Primeiro álbum totalmente gravado em sistema digital, “The Mix” é uma espécie de visita ao passado com a revisão de algumas das músicas mais marcantes da banda a soarem a música de dança que não o é. Para os Kraftwerk, a tecnologia, o futurismo, máquinas e vida moderna foram sempre a sua temática, portanto não era de estranhar a nova roupagem de canções como “The Robots”, “Trans Europe Express” ou “Home Computer” em linhas de funky, aproximando-as descaradamente da cultura emergente dos “club’s”

TOUR DE FRANCE (2003)


Ralf Hutter e Florian Schneider são dois fervorosos adeptos e praticantes de ciclismo, por isso não foi grande surpresa a edição de “Tour de France” no ano em que a tradicional prova comemorava o seu centenário.

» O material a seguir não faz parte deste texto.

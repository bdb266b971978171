//! Typed configuration.
//!
//! Process-level settings come from environment variables and are loaded
//! once at startup. The pipeline layout, endpoint pool and stage list come
//! from a TOML file named by `STAGEPIPE_CONFIG`.

pub mod pipeline;
pub mod secrets;

pub use pipeline::{EndpointSettings, PipelineConfig, PipelineSettings, PoolSettings, StageSettings};

use std::path::PathBuf;

use crate::error::{Error, Result};

#[derive(Debug)]
pub struct Config {
    pub pipeline_file: PathBuf,
    pub otel_endpoint: Option<String>,
    pub log_level: String,
}

impl Config {
    /// Load configuration from environment variables.
    ///
    /// In local dev, call `dotenvy::dotenv().ok()` before this.
    pub fn from_env() -> Result<Self> {
        Ok(Self {
            pipeline_file: PathBuf::from(required_var("STAGEPIPE_CONFIG")?),
            otel_endpoint: std::env::var("OTEL_ENDPOINT").ok(),
            log_level: std::env::var("LOG_LEVEL").unwrap_or_else(|_| "info".to_string()),
        })
    }
}

fn required_var(name: &str) -> Result<String> {
    std::env::var(name)
        .map_err(|_| Error::Config(format!("required environment variable {name} is not set")))
}
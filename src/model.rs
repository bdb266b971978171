//! Core data model.
//!
//! A work item is a text file: ordered `Key: Value` metadata lines, a blank
//! separator, then a free-text body. It moves between stage directories and
//! its metadata grows as each stage annotates it.

use std::path::{Path, PathBuf};

use chrono::{DateTime, Utc};
use secrecy::SecretString;
use serde::{Deserialize, Serialize};

/// Metadata key naming the directory an item was last relocated to.
pub const PIPELINE_STAGE: &str = "Pipeline-Stage";

/// Metadata key carrying the failure text of a rejected item.
pub const REJECTION_REASON: &str = "Rejection-Reason";

// ---------------------------------------------------------------------------
// Metadata
// ---------------------------------------------------------------------------

/// Ordered string-to-string map.
///
/// Keys keep the position of their first insertion, so rewriting a field
/// does not reorder the header block on disk.
#[derive(Debug, Clone, Default, PartialEq, Eq)]
pub struct Metadata {
    entries: Vec<(String, String)>,
}

impl Metadata {
    pub fn new() -> Self {
        Self::default()
    }

    pub fn get(&self, key: &str) -> Option<&str> {
        self.entries
            .iter()
            .find(|(k, _)| k == key)
            .map(|(_, v)| v.as_str())
    }

    pub fn contains_key(&self, key: &str) -> bool {
        self.entries.iter().any(|(k, _)| k == key)
    }

    /// Insert or replace a value. Returns the previous value, if any.
    pub fn insert(&mut self, key: impl Into<String>, value: impl Into<String>) -> Option<String> {
        let key = key.into();
        let value = value.into();
        match self.entries.iter_mut().find(|(k, _)| *k == key) {
            Some((_, slot)) => Some(std::mem::replace(slot, value)),
            None => {
                self.entries.push((key, value));
                None
            }
        }
    }

    pub fn remove(&mut self, key: &str) -> Option<String> {
        let idx = self.entries.iter().position(|(k, _)| k == key)?;
        Some(self.entries.remove(idx).1)
    }

    pub fn iter(&self) -> impl Iterator<Item = (&str, &str)> {
        self.entries.iter().map(|(k, v)| (k.as_str(), v.as_str()))
    }

    pub fn len(&self) -> usize {
        self.entries.len()
    }

    pub fn is_empty(&self) -> bool {
        self.entries.is_empty()
    }
}

impl<K: Into<String>, V: Into<String>> FromIterator<(K, V)> for Metadata {
    fn from_iter<I: IntoIterator<Item = (K, V)>>(iter: I) -> Self {
        let mut metadata = Metadata::new();
        for (k, v) in iter {
            metadata.insert(k, v);
        }
        metadata
    }
}

// ---------------------------------------------------------------------------
// Item
// ---------------------------------------------------------------------------

/// The parsed content of one item file.
#[derive(Debug, Clone, Default, PartialEq, Eq)]
pub struct Item {
    pub metadata: Metadata,
    pub body: String,
}

impl Item {
    pub fn new(metadata: Metadata, body: impl Into<String>) -> Self {
        Self {
            metadata,
            body: body.into(),
        }
    }

    /// Resolve the item's id: the value under `id_key`, else the file name.
    pub fn id_or_file_name(&self, id_key: &str, path: &Path) -> String {
        match self.metadata.get(id_key) {
            Some(id) if !id.is_empty() => id.to_string(),
            _ => file_name_of(path),
        }
    }
}

pub(crate) fn file_name_of(path: &Path) -> String {
    path.file_name()
        .map(|n| n.to_string_lossy().into_owned())
        .unwrap_or_else(|| "unknown".to_string())
}

// ---------------------------------------------------------------------------
// Item state
// ---------------------------------------------------------------------------

/// Where an item sits relative to one stage.
#[derive(Debug, Clone, Copy, PartialEq, Eq, Hash, Serialize, Deserialize)]
#[serde(rename_all = "snake_case")]
pub enum ItemState {
    /// Waiting in the stage's input directory.
    Queued,
    /// Renamed into the stage's `tmp/` by exactly one processor.
    Claimed,
    /// Relocated to the next stage's input directory. Terminal for this stage.
    Advanced,
    /// Relocated to the reject directory with a reason. Terminal.
    Rejected,
}

impl ItemState {
    pub fn can_transition_to(self, to: ItemState) -> bool {
        use ItemState::*;
        matches!(
            (self, to),
            (Queued, Claimed) | (Claimed, Advanced) | (Claimed, Rejected)
        )
    }

    pub fn is_terminal(self) -> bool {
        matches!(self, ItemState::Advanced | ItemState::Rejected)
    }
}

impl std::fmt::Display for ItemState {
    fn fmt(&self, f: &mut std::fmt::Formatter<'_>) -> std::fmt::Result {
        let s = match self {
            ItemState::Queued => "queued",
            ItemState::Claimed => "claimed",
            ItemState::Advanced => "advanced",
            ItemState::Rejected => "rejected",
        };
        write!(f, "{s}")
    }
}

// ---------------------------------------------------------------------------
// Stage layout
// ---------------------------------------------------------------------------

/// Directory names for one stage, relative to a queue root.
#[derive(Debug, Clone, PartialEq, Eq, Deserialize)]
pub struct StageSpec {
    pub name: String,
    pub input: String,
    pub output: String,
    pub reject: String,
}

impl StageSpec {
    pub fn new(
        name: impl Into<String>,
        input: impl Into<String>,
        output: impl Into<String>,
        reject: impl Into<String>,
    ) -> Self {
        Self {
            name: name.into(),
            input: input.into(),
            output: output.into(),
            reject: reject.into(),
        }
    }

    /// Reject directory name without its ordering prefix:
    /// `51_rejected_duplicate` becomes `rejected_duplicate`.
    pub fn reject_suffix(&self) -> &str {
        match self.reject.split_once('_') {
            Some((_, rest)) if !rest.is_empty() => rest,
            _ => &self.reject,
        }
    }
}

/// One independent tree of stage directories.
#[derive(Debug, Clone, PartialEq, Eq)]
pub struct QueueRoot {
    /// Short label used in audit log names (`pri`, `main`).
    pub label: String,
    pub path: PathBuf,
}

impl QueueRoot {
    pub fn priority(path: impl Into<PathBuf>) -> Self {
        Self {
            label: "pri".to_string(),
            path: path.into(),
        }
    }

    pub fn main(path: impl Into<PathBuf>) -> Self {
        Self {
            label: "main".to_string(),
            path: path.into(),
        }
    }

    pub fn dir(&self, stage_dir: &str) -> PathBuf {
        self.path.join(stage_dir)
    }
}

// ---------------------------------------------------------------------------
// Stage callback contract
// ---------------------------------------------------------------------------

/// What a stage callback receives for one attempt.
#[derive(Debug, Clone)]
pub struct StageInput {
    pub id: String,
    /// Claimed path inside the stage's `tmp/`.
    pub path: PathBuf,
    pub metadata: Metadata,
    pub body: String,
}

/// A stage callback's decision for one attempt.
#[derive(Debug, Clone, PartialEq, Eq)]
pub enum Verdict {
    /// Move on to the next stage with (possibly rewritten) content.
    Advance { metadata: Metadata, body: String },
    /// Fail this attempt. After the last attempt the reason is recorded.
    Reject { reason: String },
}

impl Verdict {
    pub fn reject(reason: impl Into<String>) -> Self {
        Verdict::Reject {
            reason: reason.into(),
        }
    }
}

// ---------------------------------------------------------------------------
// Endpoints and locks
// ---------------------------------------------------------------------------

/// A remote compute endpoint with a fixed number of concurrent slots.
#[derive(Debug)]
pub struct Endpoint {
    pub url: String,
    pub max_concurrent: u32,
    pub api_key: Option<SecretString>,
}

impl Endpoint {
    pub fn new(url: impl Into<String>, max_concurrent: u32) -> Self {
        Self {
            url: url.into(),
            max_concurrent,
            api_key: None,
        }
    }

    pub fn with_api_key(mut self, key: SecretString) -> Self {
        self.api_key = Some(key);
        self
    }
}

/// Ownership record written into a held slot file.
#[derive(Debug, Clone, PartialEq, Eq, Serialize, Deserialize)]
pub struct LockRecord {
    /// Process id of the holder.
    pub owner_id: u32,
    pub acquired_at: DateTime<Utc>,
    /// Who asked for the slot (usually a stage name).
    pub tag: String,
    pub endpoint: String,
}

impl LockRecord {
    pub fn for_current_process(tag: impl Into<String>, endpoint: impl Into<String>) -> Self {
        Self {
            owner_id: std::process::id(),
            acquired_at: Utc::now(),
            tag: tag.into(),
            endpoint: endpoint.into(),
        }
    }
}
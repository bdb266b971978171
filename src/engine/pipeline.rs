//! Ordered sequence of stages sharing one set of queue roots.

use std::fs;
use std::sync::Arc;

use tracing::{info, warn};

use super::Stage;
use super::processor::{RunReport, StageProcessor};
use super::status::{StageStatus, snapshot};
use crate::config::PipelineSettings;
use crate::error::Result;
use crate::item_store::TMP_DIR;
use crate::model::{QueueRoot, StageSpec};

/// Stages in run order. Each stage drains the priority root and then the
/// main root before the next stage starts.
pub struct Pipeline<S> {
    settings: Arc<PipelineSettings>,
    processors: Vec<StageProcessor<S>>,
}

impl<S: Stage> Pipeline<S> {
    pub fn new(settings: PipelineSettings) -> Self {
        Self {
            settings: Arc::new(settings),
            processors: Vec::new(),
        }
    }

    /// Append a stage.
    pub fn stage(mut self, spec: StageSpec, stage: S) -> Self {
        self.processors
            .push(StageProcessor::new(spec, Arc::clone(&self.settings), stage));
        self
    }

    pub fn settings(&self) -> &PipelineSettings {
        &self.settings
    }

    pub fn processors(&self) -> &[StageProcessor<S>] {
        &self.processors
    }

    pub fn specs(&self) -> impl Iterator<Item = &StageSpec> {
        self.processors.iter().map(|p| p.spec())
    }

    /// Create every stage directory and its `tmp/` under both roots, plus
    /// the log directory. Safe to call repeatedly.
    pub fn ensure_layout(&self) -> Result<()> {
        fs::create_dir_all(&self.settings.log_dir)?;
        for root in self.settings.roots() {
            for spec in self.specs() {
                for dir in [&spec.input, &spec.output, &spec.reject] {
                    fs::create_dir_all(root.dir(dir).join(TMP_DIR))?;
                }
            }
        }
        Ok(())
    }

    /// Run every stage, or only `only` when given, over `roots`.
    ///
    /// Stops early once the stop flag has been seen.
    pub async fn run(&self, roots: &[QueueRoot], only: Option<&str>) -> RunReport {
        let mut report = RunReport::default();
        for processor in &self.processors {
            if only.is_some_and(|name| name != processor.spec().name) {
                continue;
            }
            report.merge(processor.run(roots).await);
            if report.stopped {
                warn!(stage = %processor.spec().name, "pipeline stopped by stop flag");
                break;
            }
        }
        info!(
            advanced = report.advanced,
            rejected = report.rejected,
            claim_failures = report.claim_failures,
            relocation_failures = report.relocation_failures,
            stopped = report.stopped,
            "pipeline run finished"
        );
        report
    }

    pub fn status(&self) -> Result<Vec<StageStatus>> {
        let specs: Vec<StageSpec> = self.specs().cloned().collect();
        snapshot(&self.settings.roots(), &specs)
    }
}
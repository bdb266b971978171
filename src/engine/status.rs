//! Point-in-time view of the queues.

use std::fs;
use std::path::Path;

use serde::Serialize;

use super::processor::{PROCESSING_MARKER, list_queued};
use crate::error::Result;
use crate::item_store::TMP_DIR;
use crate::model::{QueueRoot, StageSpec};

/// Counts for one stage under one root.
#[derive(Debug, Clone, PartialEq, Eq, Serialize)]
pub struct StageStatus {
    pub root: String,
    pub stage: String,
    pub queued: usize,
    /// Items claimed into `tmp/`, including ones left behind by a crash.
    pub in_flight: usize,
    pub rejected: usize,
    /// Id of the item currently being processed, from the marker file.
    pub processing: Option<String>,
}

/// Count items for every stage under every root.
pub fn snapshot(roots: &[QueueRoot], stages: &[StageSpec]) -> Result<Vec<StageStatus>> {
    let mut out = Vec::with_capacity(roots.len() * stages.len());
    for root in roots {
        for spec in stages {
            let input = root.dir(&spec.input);
            let tmp = input.join(TMP_DIR);
            out.push(StageStatus {
                root: root.label.clone(),
                stage: spec.name.clone(),
                queued: list_queued(&input)?.len(),
                in_flight: count_claimed(&tmp)?,
                rejected: list_queued(&root.dir(&spec.reject))?.len(),
                processing: read_marker(&tmp),
            });
        }
    }
    Ok(out)
}

fn count_claimed(tmp: &Path) -> Result<usize> {
    Ok(list_queued(tmp)?
        .iter()
        .filter(|p| p.file_name().is_some_and(|n| n != PROCESSING_MARKER))
        .count())
}

fn read_marker(tmp: &Path) -> Option<String> {
    let id = fs::read_to_string(tmp.join(PROCESSING_MARKER)).ok()?;
    let id = id.trim();
    (!id.is_empty()).then(|| id.to_string())
}
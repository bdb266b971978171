//! Error types for stagepipe.

use std::path::PathBuf;

use thiserror::Error;

#[derive(Debug, Error)]
pub enum Error {
    #[error("io error: {0}")]
    Io(#[from] std::io::Error),

    #[error("lock record error: {0}")]
    Json(#[from] serde_json::Error),

    #[error("http error: {0}")]
    Http(#[from] reqwest::Error),

    #[error("config error: {0}")]
    Config(String),

    #[error("malformed item file {path}: {reason}")]
    ItemFormat { path: PathBuf, reason: String },

    /// A stage callback failed. Counts as one attempt in the retry loop.
    #[error("stage {stage} failed: {reason}")]
    Stage { stage: String, reason: String },

    /// Writing or moving an item after its terminal decision failed.
    /// The item stays claimed in the stage's `tmp/` for recovery.
    #[error("relocating {path} failed: {source}")]
    Relocation {
        path: PathBuf,
        #[source]
        source: std::io::Error,
    },

    #[error("{0}")]
    Other(String),
}

impl Error {
    pub fn stage(stage: impl Into<String>, reason: impl Into<String>) -> Self {
        Self::Stage {
            stage: stage.into(),
            reason: reason.into(),
        }
    }
}

pub type Result<T> = std::result::Result<T, Error>;
//! Metric instrument factories.
//!
//! Instruments come from the `"stagepipe"` meter on the global
//! `MeterProvider`; without an OTLP endpoint they are no-ops.

use opentelemetry::metrics::{Counter, Histogram, Meter};

fn meter() -> Meter {
    opentelemetry::global::meter("stagepipe")
}

/// Counter: items renamed into a stage's `tmp/`.
/// Labels: `stage`, `root`.
pub fn items_claimed() -> Counter<u64> {
    meter()
        .u64_counter("stagepipe.items.claimed")
        .with_description("Items claimed for processing")
        .build()
}

/// Counter: items relocated to the next stage.
/// Labels: `stage`, `root`.
pub fn items_advanced() -> Counter<u64> {
    meter()
        .u64_counter("stagepipe.items.advanced")
        .with_description("Items relocated to the next stage")
        .build()
}

/// Counter: items relocated to a reject directory.
/// Labels: `stage`, `root`.
pub fn items_rejected() -> Counter<u64> {
    meter()
        .u64_counter("stagepipe.items.rejected")
        .with_description("Items relocated to a reject directory")
        .build()
}

/// Counter: items that could not be claimed or relocated.
/// Labels: `stage`, `phase` ("claim" | "relocate").
pub fn item_failures() -> Counter<u64> {
    meter()
        .u64_counter("stagepipe.items.failures")
        .with_description("Items left in place after a claim or relocation error")
        .build()
}

/// Counter: stage callback invocations.
/// Labels: `stage`, `result` ("advance" | "reject" | "error").
pub fn stage_attempts() -> Counter<u64> {
    meter()
        .u64_counter("stagepipe.stage.attempts")
        .with_description("Stage callback invocations")
        .build()
}

/// Counter: endpoint slot acquisitions.
/// Labels: `result` ("acquired" | "exhausted" | "no_capable_endpoint" | "cancelled").
pub fn slot_acquisitions() -> Counter<u64> {
    meter()
        .u64_counter("stagepipe.pool.acquisitions")
        .with_description("Endpoint slot acquisition outcomes")
        .build()
}

/// Counter: slot files removed because their owner was gone.
pub fn stale_locks_reclaimed() -> Counter<u64> {
    meter()
        .u64_counter("stagepipe.pool.stale_reclaimed")
        .with_description("Stale slot files reclaimed")
        .build()
}

/// Histogram: time from acquisition request to outcome.
/// Labels: `result`.
pub fn slot_wait_ms() -> Histogram<f64> {
    meter()
        .f64_histogram("stagepipe.pool.wait_ms")
        .with_description("Time spent waiting for an endpoint slot")
        .with_unit("ms")
        .build()
}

Nele escutam-se seis músicas distribuídas em doze faixas. A primeira apresenta-se em cinco faixas chamadas de “Prologue”, “Tour de France etape 1”, “Tour de France etape 2”, “Tour de France etape 3” e “Chrono”. Pode-se considerar a composição chave para o disco, porque mostra como os Kraftwerk se servem de referência para si mesmo, aplicando e redefinindo conceitos que eles próprios criaram. Uma musicalidade directamente extraída do computador, numa linguagem própria em que o timing, o silêncio e a composição são privilegiados. As letras, como sempre minimalistas, são uma porção de compostos químicos que circulam no organismo do atleta durante a corrida. Um álbum de construções suaves e melodiosas que conclui, por agora, o caminho sempre certo, ritmado e moderno desde os primeiros passos de uma banda que definiu aquilo a que podemos chamar música electrónica.